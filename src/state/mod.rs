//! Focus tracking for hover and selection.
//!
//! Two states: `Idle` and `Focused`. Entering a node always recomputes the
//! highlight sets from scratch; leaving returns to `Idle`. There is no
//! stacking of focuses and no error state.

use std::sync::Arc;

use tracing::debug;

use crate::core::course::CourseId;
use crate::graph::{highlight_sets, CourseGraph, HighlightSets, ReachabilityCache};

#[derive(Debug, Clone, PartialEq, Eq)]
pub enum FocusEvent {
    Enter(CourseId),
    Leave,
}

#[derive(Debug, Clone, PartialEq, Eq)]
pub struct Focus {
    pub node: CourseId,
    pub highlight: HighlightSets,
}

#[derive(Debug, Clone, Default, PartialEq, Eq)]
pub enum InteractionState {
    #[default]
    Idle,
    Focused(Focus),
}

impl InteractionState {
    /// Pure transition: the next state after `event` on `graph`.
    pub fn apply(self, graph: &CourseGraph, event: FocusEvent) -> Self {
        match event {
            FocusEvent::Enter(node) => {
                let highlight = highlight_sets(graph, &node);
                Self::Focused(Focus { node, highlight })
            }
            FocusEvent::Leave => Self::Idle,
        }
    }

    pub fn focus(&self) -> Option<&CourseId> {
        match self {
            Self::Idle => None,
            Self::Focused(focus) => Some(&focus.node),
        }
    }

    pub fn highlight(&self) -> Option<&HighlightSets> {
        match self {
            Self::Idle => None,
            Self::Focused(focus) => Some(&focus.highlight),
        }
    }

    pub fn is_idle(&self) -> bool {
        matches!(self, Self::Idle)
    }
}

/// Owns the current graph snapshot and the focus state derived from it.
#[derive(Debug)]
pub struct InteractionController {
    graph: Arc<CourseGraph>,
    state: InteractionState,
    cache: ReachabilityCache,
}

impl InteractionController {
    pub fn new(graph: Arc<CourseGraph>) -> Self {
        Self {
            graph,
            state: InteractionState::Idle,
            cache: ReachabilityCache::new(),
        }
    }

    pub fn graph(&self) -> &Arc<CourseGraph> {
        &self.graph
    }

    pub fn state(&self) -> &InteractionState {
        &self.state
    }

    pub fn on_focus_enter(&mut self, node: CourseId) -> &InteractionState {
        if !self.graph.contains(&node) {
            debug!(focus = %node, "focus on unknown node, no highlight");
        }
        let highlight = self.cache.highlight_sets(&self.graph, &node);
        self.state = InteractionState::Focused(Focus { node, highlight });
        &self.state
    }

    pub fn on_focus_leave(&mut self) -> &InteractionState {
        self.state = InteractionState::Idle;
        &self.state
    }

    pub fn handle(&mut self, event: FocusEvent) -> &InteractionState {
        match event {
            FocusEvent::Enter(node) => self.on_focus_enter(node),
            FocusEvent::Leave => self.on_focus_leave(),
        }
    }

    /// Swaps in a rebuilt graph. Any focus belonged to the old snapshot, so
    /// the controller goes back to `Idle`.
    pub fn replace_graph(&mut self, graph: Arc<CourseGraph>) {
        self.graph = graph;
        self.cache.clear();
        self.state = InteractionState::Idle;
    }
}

━━━━━━━━━━━━━━━━

DIRECTIONS FOR THIS TASK >>
The entries above are to be retyped exactly.

RESPONSE TO THE TASK >>
filename src/state/mod.rs
//! Focus tracking for hover and selection.
//!
//! Two states: `Idle` and `Focused`. Entering a node always recomputes the
//! highlight sets from scratch; leaving returns to `Idle`. There is no
//! stacking of focuses and no error state.

use std::sync::Arc;

use tracing::debug;

use crate::core::course::CourseId;
use crate::graph::{highlight_sets, CourseGraph, HighlightSets, ReachabilityCache};

#[derive(Debug, Clone, PartialEq, Eq)]
pub enum FocusEvent {
    Enter(CourseId),
    Leave,
}

#[derive(Debug, Clone, PartialEq, Eq)]
pub struct Focus {
    pub node: CourseId,
    pub highlight: HighlightSets,
}

#[derive(Debug, Clone, Default, PartialEq, Eq)]
pub enum InteractionState {
    #[default]
    Idle,
    Focused(Focus),
}

impl InteractionState {
    /// Pure transition: the next state after `event` on `graph`.
    pub fn apply(self, graph: &CourseGraph, event: FocusEvent) -> Self {
        match event {
            FocusEvent::Enter(node) => {
                let highlight = highlight_sets(graph, &node);
                Self::Focused(Focus { node, highlight })
            }
            FocusEvent::Leave => Self::Idle,
        }
    }

    pub fn focus(&self) -> Option<&CourseId> {
        match self {
            Self::Idle => None,
            Self::Focused(focus) => Some(&focus.node),
        }
    }

    pub fn highlight(&self) -> Option<&HighlightSets> {
        match self {
            Self::Idle => None,
            Self::Focused(focus) => Some(&focus.highlight),
        }
    }

    pub fn is_idle(&self) -> bool {
        matches!(self, Self::Idle)
    }
}

/// Owns the current graph snapshot and the focus state derived from it.
#[derive(Debug)]
pub struct InteractionController {
    graph: Arc<CourseGraph>,
    state: InteractionState,
    cache: ReachabilityCache,
}

impl InteractionController {
    pub fn new(graph: Arc<CourseGraph>) -> Self {
        Self {
            graph,
            state: InteractionState::Idle,
            cache: ReachabilityCache::new(),
        }
    }

    pub fn graph(&self) -> &Arc<CourseGraph> {
        &self.graph
    }

    pub fn state(&self) -> &InteractionState {
        &self.state
    }

    pub fn on_focus_enter(&mut self, node: CourseId) -> &InteractionState {
        if !self.graph.contains(&node) {
            debug!(focus = %node, "focus on unknown node, no highlight");
        }
        let highlight = self.cache.highlight_sets(&self.graph, &node);
        self.state = InteractionState::Focused(Focus { node, highlight });
        &self.state
    }

    pub fn on_focus_leave(&mut self) -> &InteractionState {
        self.state = InteractionState::Idle;
        &self.state
    }

    pub fn handle(&mut self, event: FocusEvent) -> &InteractionState {
        match event {
            FocusEvent::Enter(node) => self.on_focus_enter(node),
            FocusEvent::Leave => self.on_focus_leave(),
        }
    }

    /// Swaps in a rebuilt graph. Any focus belonged to the old snapshot, so
    /// the controller goes back to `Idle`.
    pub fn replace_graph(&mut self, graph: Arc<CourseGraph>) {
        self.graph = graph;
        self.cache.clear();
        self.state = InteractionState::Idle;
    }
}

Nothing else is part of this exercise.